Task instructions – The answer must be a single number: how many lines in the entries hold the string "return".

Supplied material –
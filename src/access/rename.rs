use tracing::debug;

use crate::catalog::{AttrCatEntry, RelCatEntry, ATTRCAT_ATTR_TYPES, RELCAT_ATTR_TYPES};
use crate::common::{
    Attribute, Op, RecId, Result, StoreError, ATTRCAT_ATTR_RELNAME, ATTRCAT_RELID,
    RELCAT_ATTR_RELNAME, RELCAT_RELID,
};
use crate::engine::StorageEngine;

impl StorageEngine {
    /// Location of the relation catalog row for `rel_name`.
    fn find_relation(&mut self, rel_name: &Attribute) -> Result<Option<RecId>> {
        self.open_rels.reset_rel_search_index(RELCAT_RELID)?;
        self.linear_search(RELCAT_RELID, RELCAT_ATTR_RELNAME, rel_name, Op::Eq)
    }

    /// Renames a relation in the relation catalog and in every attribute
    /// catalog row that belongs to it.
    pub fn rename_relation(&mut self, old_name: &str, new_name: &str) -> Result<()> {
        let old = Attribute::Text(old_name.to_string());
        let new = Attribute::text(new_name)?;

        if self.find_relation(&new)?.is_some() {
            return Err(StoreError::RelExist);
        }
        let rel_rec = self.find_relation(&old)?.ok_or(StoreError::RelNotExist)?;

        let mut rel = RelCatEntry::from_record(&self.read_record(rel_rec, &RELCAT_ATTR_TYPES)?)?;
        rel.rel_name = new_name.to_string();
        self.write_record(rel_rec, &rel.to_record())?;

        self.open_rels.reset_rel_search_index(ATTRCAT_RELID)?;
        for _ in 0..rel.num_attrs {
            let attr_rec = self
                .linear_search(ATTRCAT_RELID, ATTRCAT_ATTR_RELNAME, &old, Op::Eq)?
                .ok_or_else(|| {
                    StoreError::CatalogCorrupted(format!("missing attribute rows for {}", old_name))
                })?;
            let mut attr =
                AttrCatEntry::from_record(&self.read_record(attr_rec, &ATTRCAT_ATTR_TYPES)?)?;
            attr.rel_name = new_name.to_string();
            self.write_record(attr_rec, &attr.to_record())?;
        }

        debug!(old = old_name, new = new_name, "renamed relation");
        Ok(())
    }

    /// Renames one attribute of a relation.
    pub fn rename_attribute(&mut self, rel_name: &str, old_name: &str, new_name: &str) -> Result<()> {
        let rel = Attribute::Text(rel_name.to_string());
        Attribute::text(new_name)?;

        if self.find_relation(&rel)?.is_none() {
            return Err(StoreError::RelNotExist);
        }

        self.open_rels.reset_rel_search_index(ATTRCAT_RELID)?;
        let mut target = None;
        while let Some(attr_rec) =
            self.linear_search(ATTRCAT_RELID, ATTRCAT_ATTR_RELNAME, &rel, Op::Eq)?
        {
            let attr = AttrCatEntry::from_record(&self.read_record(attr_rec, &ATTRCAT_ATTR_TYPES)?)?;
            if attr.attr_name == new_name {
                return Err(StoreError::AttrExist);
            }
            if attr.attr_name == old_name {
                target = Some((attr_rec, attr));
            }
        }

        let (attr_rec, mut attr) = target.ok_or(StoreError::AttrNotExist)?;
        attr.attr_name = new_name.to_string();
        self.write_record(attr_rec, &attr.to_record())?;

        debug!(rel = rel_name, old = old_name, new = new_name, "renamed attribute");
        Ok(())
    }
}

Answer to this exercise – 3